DESCRIPTION OF THE TASK -
Scan the entries below for the string "bool" and copy every line where it turns up.

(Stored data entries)
┄┄┄┄┄┄┄┄┄┄┄┄┄┄┄┄┄┄┄┄
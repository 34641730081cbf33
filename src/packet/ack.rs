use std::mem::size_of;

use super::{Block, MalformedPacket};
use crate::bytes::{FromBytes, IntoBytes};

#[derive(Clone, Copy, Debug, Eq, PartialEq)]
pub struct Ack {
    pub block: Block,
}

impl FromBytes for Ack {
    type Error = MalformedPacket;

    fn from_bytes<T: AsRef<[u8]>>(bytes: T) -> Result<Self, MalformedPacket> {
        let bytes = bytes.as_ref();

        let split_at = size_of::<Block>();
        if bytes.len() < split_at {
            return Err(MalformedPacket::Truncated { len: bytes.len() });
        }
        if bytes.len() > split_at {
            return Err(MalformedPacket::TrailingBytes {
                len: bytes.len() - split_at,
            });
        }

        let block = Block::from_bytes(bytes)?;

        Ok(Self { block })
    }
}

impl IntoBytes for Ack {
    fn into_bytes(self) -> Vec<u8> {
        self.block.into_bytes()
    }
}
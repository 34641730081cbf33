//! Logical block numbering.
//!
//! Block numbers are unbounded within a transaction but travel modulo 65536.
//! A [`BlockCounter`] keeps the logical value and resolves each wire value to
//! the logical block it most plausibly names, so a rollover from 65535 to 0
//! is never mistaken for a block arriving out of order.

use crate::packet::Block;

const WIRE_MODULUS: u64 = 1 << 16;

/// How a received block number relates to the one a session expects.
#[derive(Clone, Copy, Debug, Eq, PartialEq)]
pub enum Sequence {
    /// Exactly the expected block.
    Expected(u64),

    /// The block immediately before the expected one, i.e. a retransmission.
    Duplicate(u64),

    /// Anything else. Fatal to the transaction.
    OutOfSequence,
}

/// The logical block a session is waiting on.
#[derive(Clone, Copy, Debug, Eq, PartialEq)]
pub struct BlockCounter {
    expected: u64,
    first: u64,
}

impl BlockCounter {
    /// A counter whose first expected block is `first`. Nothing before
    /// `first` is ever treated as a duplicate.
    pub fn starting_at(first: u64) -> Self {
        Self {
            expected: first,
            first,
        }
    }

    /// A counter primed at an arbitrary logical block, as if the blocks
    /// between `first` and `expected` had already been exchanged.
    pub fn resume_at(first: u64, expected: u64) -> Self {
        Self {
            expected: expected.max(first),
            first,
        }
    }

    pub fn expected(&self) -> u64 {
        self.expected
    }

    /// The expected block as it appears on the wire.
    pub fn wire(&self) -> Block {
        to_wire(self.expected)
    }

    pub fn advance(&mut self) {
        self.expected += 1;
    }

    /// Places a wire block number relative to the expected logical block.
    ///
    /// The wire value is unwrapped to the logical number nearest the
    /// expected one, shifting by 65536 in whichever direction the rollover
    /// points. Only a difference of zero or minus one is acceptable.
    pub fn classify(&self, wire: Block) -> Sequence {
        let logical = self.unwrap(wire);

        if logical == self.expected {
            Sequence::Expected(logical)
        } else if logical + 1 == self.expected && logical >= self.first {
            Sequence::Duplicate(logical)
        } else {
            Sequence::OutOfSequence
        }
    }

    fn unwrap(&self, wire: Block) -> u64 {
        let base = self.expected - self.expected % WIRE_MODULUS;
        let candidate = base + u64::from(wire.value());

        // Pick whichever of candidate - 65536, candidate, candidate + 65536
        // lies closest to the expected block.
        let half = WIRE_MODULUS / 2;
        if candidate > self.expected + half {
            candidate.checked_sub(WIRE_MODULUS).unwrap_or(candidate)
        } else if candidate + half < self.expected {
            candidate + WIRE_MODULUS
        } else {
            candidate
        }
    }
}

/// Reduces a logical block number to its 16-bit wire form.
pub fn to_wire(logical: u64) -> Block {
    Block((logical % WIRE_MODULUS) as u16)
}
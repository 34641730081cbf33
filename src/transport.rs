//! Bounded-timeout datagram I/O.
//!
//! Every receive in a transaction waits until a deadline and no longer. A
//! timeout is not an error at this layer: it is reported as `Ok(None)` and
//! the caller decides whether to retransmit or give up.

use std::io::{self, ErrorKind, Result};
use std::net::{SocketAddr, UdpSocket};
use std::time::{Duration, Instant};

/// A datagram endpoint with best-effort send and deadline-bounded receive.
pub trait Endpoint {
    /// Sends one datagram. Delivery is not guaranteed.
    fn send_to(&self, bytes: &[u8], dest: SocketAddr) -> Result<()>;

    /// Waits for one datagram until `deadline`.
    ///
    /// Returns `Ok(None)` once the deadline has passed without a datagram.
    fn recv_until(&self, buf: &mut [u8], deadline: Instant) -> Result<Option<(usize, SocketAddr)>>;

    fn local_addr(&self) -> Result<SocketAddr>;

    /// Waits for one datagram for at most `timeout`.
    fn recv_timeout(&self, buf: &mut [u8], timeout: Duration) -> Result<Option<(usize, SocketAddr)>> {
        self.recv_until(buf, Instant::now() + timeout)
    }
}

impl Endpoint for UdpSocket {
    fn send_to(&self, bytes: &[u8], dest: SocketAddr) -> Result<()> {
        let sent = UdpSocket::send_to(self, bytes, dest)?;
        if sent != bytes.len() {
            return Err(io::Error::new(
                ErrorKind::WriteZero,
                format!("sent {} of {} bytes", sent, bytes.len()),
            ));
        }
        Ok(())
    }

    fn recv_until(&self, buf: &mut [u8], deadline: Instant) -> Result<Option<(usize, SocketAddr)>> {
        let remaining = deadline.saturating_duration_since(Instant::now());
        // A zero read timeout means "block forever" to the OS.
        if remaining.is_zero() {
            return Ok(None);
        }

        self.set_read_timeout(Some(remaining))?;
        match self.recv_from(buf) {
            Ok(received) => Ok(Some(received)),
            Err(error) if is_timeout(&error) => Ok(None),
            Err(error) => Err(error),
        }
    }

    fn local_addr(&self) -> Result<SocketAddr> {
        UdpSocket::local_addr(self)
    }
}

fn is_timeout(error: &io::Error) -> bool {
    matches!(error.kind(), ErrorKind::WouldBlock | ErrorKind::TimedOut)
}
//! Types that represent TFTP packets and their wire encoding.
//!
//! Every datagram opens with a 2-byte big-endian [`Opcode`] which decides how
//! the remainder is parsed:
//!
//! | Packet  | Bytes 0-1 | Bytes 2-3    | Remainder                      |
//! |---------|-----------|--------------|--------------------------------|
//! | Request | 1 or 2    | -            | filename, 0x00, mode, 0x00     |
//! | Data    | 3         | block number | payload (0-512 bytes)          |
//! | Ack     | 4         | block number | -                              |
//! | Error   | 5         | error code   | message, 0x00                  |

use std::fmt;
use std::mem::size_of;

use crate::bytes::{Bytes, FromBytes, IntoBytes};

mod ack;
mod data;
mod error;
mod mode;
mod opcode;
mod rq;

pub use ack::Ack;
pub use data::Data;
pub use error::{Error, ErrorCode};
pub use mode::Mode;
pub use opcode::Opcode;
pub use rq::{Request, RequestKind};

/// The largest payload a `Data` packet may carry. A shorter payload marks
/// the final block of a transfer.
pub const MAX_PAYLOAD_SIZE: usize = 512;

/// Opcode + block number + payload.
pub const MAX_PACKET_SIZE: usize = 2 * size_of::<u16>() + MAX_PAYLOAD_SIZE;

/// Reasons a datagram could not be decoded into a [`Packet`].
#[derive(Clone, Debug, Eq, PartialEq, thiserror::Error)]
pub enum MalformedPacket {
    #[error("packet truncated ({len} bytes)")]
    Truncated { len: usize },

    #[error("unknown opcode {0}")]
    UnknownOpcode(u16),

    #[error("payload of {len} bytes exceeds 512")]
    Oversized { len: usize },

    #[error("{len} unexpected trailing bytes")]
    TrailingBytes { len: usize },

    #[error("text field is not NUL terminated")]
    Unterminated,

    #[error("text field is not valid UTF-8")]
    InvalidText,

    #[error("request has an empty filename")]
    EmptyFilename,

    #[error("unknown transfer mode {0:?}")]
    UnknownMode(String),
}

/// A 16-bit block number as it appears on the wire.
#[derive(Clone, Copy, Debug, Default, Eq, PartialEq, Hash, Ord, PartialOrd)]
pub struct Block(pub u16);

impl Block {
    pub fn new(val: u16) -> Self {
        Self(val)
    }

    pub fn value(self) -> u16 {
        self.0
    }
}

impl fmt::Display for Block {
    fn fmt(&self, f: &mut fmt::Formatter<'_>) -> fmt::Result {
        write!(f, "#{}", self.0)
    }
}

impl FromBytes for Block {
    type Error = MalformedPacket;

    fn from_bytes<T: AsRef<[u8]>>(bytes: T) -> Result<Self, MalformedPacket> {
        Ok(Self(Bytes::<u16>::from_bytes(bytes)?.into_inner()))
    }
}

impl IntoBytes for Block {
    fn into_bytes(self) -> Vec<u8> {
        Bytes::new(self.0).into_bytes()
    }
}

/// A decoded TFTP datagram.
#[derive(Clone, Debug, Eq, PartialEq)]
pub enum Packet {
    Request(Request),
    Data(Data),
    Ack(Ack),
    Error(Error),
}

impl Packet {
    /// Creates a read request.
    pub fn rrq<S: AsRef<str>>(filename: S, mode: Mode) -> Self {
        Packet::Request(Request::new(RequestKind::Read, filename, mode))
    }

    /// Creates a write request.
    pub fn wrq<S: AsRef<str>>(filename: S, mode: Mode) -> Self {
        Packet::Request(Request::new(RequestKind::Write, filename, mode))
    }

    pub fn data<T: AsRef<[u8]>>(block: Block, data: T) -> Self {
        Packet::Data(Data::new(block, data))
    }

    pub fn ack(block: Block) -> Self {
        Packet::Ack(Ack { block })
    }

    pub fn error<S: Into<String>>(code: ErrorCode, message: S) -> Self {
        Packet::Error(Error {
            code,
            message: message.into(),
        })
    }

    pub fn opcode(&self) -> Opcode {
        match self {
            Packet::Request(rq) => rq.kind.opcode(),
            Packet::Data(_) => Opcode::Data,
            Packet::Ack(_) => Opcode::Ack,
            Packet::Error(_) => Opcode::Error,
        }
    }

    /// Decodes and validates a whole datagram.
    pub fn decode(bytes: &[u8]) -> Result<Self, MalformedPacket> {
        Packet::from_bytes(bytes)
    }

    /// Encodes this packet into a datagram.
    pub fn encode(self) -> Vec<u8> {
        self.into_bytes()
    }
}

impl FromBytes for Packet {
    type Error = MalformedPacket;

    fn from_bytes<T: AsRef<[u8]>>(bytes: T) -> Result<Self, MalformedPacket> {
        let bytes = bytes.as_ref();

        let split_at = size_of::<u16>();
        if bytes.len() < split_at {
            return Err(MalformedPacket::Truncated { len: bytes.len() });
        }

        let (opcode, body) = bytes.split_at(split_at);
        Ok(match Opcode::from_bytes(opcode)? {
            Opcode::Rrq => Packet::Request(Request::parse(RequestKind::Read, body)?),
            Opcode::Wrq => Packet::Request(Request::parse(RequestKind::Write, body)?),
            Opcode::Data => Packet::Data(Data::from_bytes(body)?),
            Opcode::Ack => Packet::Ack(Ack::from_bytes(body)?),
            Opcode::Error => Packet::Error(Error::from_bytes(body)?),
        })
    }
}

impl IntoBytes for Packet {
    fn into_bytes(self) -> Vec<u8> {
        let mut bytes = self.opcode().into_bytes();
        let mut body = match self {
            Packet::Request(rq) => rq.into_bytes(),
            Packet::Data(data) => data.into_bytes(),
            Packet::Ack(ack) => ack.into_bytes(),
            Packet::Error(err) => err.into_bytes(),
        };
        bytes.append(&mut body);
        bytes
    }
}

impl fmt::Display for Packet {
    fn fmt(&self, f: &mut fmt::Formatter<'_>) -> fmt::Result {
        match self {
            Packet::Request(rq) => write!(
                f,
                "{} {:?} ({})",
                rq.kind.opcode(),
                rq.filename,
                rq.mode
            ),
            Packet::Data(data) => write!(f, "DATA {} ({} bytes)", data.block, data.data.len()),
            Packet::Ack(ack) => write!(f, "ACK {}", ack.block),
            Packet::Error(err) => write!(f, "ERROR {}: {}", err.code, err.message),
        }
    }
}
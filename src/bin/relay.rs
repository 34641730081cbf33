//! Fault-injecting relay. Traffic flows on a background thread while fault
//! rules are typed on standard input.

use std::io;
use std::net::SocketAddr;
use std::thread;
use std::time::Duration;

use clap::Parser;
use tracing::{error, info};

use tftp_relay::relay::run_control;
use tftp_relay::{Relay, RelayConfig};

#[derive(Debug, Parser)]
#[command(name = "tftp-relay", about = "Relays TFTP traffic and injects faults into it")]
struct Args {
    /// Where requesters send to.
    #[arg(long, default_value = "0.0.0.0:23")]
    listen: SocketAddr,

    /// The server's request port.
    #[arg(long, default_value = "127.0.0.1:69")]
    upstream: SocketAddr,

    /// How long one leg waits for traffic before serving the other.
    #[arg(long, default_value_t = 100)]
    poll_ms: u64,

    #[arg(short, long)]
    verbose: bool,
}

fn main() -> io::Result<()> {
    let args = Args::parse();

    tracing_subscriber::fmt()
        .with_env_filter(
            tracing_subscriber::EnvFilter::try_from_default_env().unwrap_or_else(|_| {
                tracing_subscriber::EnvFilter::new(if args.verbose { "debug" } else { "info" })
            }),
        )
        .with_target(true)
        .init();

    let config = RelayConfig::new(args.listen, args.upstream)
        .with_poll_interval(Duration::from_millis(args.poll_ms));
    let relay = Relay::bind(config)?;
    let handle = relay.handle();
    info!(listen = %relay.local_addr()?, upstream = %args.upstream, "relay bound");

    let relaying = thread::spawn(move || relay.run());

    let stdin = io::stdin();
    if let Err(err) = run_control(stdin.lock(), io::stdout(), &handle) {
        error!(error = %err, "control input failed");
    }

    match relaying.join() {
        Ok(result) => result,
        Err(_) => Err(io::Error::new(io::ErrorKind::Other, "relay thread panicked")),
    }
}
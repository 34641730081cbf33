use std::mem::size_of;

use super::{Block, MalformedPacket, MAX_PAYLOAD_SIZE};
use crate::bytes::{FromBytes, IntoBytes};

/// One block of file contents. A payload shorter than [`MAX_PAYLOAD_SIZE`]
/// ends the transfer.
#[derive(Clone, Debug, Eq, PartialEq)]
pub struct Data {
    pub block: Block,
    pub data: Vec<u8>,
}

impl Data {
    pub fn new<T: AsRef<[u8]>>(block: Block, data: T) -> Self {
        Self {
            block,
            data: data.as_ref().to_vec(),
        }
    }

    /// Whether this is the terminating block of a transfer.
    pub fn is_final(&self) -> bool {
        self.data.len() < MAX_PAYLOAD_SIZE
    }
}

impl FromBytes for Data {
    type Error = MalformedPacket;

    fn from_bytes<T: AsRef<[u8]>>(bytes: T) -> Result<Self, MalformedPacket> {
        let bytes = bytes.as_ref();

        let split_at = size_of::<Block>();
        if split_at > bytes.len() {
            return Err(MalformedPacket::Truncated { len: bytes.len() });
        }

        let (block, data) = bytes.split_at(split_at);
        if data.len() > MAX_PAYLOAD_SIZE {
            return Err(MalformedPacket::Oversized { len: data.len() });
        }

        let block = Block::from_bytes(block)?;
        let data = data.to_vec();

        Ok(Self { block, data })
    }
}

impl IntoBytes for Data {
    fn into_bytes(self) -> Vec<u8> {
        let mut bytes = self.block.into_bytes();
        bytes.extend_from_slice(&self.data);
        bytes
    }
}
┄┄┄┄┄┄┄┄┄┄┄┄┄┄┄┄┄┄┄┄
RESPONSE BELOW -
fn is_timeout(error: &io::Error) -> bool {
    verbose: bool,
    pub fn is_final(&self) -> bool {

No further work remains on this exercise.